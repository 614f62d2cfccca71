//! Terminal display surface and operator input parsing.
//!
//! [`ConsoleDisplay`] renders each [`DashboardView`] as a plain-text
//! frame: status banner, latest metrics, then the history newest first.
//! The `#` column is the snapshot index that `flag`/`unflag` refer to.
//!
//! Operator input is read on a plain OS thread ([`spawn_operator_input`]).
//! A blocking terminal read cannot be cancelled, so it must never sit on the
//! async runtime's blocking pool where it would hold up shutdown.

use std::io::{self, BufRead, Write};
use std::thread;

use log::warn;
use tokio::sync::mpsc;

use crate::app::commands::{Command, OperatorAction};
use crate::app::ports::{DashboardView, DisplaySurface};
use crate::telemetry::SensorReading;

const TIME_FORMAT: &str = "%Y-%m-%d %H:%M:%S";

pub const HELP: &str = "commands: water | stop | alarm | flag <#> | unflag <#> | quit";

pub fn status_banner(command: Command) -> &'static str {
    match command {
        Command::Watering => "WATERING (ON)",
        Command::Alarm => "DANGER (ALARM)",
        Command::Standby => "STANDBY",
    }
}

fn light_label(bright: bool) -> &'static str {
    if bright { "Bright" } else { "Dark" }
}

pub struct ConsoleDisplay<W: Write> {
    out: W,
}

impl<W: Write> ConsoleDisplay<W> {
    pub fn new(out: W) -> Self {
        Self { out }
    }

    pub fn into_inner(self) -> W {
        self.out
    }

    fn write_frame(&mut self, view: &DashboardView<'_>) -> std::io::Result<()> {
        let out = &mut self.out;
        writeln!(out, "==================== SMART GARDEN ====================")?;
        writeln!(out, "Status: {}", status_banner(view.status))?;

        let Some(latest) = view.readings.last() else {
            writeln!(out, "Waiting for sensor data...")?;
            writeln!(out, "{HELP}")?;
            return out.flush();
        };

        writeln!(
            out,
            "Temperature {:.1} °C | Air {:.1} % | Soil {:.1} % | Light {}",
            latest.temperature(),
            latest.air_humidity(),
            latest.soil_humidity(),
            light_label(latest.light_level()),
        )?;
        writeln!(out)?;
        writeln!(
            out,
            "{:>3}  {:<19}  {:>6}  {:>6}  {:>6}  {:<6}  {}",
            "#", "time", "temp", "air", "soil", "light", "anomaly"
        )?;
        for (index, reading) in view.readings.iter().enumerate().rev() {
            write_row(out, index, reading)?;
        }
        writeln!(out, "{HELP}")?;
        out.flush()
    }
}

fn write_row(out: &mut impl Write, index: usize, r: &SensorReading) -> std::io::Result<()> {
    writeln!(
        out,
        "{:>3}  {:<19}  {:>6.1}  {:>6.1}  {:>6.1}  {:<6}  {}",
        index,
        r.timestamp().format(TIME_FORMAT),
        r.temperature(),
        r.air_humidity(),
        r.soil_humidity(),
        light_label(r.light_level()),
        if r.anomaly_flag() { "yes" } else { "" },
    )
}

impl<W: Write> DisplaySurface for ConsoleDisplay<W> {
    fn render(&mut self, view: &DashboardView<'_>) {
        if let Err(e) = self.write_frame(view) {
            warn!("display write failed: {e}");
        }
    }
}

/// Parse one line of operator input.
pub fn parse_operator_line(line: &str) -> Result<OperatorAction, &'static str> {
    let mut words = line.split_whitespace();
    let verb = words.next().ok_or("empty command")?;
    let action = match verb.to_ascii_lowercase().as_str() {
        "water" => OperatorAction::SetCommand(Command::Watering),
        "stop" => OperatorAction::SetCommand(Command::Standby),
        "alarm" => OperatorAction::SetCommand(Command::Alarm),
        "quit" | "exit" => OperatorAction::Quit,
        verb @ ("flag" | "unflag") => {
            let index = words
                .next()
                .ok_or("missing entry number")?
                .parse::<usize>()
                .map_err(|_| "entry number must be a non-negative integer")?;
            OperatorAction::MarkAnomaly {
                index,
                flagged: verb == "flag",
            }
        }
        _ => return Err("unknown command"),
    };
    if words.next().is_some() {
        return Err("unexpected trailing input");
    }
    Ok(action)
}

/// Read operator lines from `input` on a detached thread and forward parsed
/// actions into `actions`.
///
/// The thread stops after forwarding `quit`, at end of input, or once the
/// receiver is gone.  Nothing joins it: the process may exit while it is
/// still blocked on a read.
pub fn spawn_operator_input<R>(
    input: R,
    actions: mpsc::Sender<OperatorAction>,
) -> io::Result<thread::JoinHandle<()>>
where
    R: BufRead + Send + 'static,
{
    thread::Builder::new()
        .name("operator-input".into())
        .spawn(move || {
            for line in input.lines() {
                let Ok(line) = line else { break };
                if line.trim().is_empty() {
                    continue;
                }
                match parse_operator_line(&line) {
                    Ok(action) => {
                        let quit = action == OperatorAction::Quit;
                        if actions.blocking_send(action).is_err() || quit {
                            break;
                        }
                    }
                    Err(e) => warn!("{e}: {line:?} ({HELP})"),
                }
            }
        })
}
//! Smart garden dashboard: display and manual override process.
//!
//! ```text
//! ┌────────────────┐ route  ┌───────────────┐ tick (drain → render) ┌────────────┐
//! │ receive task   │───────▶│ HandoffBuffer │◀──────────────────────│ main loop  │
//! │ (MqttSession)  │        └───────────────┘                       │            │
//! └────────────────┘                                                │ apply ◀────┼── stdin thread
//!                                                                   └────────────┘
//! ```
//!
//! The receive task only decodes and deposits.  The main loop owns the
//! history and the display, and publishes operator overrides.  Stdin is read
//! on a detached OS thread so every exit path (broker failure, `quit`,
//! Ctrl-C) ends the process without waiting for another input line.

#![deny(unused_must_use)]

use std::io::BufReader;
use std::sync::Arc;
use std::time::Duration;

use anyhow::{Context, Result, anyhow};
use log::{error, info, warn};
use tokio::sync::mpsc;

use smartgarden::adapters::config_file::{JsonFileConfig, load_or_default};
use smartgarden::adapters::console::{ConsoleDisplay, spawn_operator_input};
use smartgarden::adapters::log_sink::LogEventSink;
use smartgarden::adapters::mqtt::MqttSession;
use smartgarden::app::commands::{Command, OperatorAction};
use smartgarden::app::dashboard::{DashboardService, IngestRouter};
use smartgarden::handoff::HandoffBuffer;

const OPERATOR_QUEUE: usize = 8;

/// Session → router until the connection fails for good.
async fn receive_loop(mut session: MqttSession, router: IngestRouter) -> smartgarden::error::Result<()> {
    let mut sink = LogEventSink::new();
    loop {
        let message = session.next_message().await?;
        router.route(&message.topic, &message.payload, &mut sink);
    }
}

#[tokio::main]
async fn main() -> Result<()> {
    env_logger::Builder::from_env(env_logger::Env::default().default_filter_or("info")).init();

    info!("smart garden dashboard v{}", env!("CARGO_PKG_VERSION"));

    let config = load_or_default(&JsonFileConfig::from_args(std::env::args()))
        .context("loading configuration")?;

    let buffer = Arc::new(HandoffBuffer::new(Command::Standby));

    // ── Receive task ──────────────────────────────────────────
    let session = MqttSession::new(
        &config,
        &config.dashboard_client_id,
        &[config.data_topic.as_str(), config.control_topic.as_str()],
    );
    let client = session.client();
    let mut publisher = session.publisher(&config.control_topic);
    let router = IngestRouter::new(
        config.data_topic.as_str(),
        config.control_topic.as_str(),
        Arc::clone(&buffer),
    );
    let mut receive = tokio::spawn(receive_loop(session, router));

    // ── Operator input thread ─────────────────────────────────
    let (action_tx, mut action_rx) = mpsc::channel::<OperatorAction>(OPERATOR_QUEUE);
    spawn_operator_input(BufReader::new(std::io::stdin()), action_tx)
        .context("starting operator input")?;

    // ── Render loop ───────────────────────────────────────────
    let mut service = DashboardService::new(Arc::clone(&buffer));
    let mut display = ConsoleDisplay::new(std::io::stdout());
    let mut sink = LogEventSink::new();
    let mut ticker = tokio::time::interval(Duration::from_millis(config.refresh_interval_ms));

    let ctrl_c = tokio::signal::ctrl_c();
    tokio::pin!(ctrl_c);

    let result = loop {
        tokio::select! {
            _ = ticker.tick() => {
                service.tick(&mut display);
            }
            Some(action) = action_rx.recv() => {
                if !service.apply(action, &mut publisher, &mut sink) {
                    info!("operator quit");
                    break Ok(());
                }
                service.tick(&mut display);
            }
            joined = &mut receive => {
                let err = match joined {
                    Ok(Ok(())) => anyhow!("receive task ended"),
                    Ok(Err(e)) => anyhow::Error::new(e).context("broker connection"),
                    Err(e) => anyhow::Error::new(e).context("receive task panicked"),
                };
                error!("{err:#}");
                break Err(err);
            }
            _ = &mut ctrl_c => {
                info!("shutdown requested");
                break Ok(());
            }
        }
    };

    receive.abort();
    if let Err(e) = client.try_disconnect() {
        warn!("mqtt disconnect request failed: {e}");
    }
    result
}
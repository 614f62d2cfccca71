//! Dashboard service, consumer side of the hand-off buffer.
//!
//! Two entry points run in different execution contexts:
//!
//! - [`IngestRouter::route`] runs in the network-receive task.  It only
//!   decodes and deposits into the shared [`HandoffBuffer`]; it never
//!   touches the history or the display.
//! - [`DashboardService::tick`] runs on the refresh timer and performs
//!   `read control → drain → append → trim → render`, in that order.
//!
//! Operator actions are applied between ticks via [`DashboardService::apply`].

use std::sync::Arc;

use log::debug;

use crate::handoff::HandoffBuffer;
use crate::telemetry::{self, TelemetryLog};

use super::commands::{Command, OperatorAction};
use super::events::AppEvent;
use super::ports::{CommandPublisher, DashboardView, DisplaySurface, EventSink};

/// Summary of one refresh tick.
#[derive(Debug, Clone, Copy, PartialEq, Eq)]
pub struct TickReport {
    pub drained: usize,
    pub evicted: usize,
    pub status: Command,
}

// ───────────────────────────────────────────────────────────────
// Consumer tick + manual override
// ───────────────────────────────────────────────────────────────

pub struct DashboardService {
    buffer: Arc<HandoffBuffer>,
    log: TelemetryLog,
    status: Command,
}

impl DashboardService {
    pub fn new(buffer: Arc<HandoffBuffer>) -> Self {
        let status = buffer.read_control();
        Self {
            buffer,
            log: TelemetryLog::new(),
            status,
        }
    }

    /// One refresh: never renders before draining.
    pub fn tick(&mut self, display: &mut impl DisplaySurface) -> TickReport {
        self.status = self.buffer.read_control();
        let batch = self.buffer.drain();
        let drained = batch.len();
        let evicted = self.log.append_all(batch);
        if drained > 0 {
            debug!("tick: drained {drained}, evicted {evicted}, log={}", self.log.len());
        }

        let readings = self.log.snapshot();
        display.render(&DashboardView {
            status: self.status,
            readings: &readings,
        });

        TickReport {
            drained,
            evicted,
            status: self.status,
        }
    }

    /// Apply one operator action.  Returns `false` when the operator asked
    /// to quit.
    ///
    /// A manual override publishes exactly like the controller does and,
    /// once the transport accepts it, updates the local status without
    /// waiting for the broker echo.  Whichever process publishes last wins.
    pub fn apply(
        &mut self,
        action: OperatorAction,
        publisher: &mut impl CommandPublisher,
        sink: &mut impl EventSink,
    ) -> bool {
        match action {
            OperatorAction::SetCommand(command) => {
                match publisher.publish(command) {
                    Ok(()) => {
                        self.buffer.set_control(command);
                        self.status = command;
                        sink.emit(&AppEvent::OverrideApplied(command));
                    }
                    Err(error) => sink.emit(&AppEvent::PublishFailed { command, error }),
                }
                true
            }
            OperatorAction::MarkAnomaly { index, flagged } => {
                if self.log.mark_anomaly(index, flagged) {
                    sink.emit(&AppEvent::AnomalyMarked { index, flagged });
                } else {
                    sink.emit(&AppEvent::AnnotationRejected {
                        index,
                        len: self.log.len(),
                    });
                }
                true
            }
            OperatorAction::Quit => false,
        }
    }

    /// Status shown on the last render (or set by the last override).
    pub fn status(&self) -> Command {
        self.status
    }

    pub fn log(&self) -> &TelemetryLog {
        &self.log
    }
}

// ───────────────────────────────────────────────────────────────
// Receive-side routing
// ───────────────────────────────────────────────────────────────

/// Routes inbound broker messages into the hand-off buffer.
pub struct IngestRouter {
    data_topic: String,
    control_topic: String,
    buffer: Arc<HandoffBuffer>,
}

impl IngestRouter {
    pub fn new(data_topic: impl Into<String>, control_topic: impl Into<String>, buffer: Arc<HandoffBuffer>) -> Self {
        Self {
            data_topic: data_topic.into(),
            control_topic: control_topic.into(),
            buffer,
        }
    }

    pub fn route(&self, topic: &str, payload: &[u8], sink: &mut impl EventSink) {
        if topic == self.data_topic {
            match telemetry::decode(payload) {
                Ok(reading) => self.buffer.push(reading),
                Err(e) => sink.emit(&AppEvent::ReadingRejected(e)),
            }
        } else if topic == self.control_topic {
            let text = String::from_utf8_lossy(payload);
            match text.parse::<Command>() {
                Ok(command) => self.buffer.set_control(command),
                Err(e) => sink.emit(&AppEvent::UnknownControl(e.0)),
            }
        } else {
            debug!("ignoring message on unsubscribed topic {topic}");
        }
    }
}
___
EXERCISE GOAL ::
Please give back the records exactly as written, beginning at the first line and including the line that holds "use crate::telemetry::SensorReading;" as the last.

THE COMPLETED TASK ::
repository 614f62d2cfccca71
//! Terminal display surface and operator input parsing.
//!
//! [`ConsoleDisplay`] renders each [`DashboardView`] as a plain-text
//! frame: status banner, latest metrics, then the history newest first.
//! The `#` column is the snapshot index that `flag`/`unflag` refer to.
//!
//! Operator input is read on a plain OS thread ([`spawn_operator_input`]).
//! A blocking terminal read cannot be cancelled, so it must never sit on the
//! async runtime's blocking pool where it would hold up shutdown.

use std::io::{self, BufRead, Write};
use std::thread;

use log::warn;
use tokio::sync::mpsc;

use crate::app::commands::{Command, OperatorAction};
use crate::app::ports::{DashboardView, DisplaySurface};
use crate::telemetry::SensorReading;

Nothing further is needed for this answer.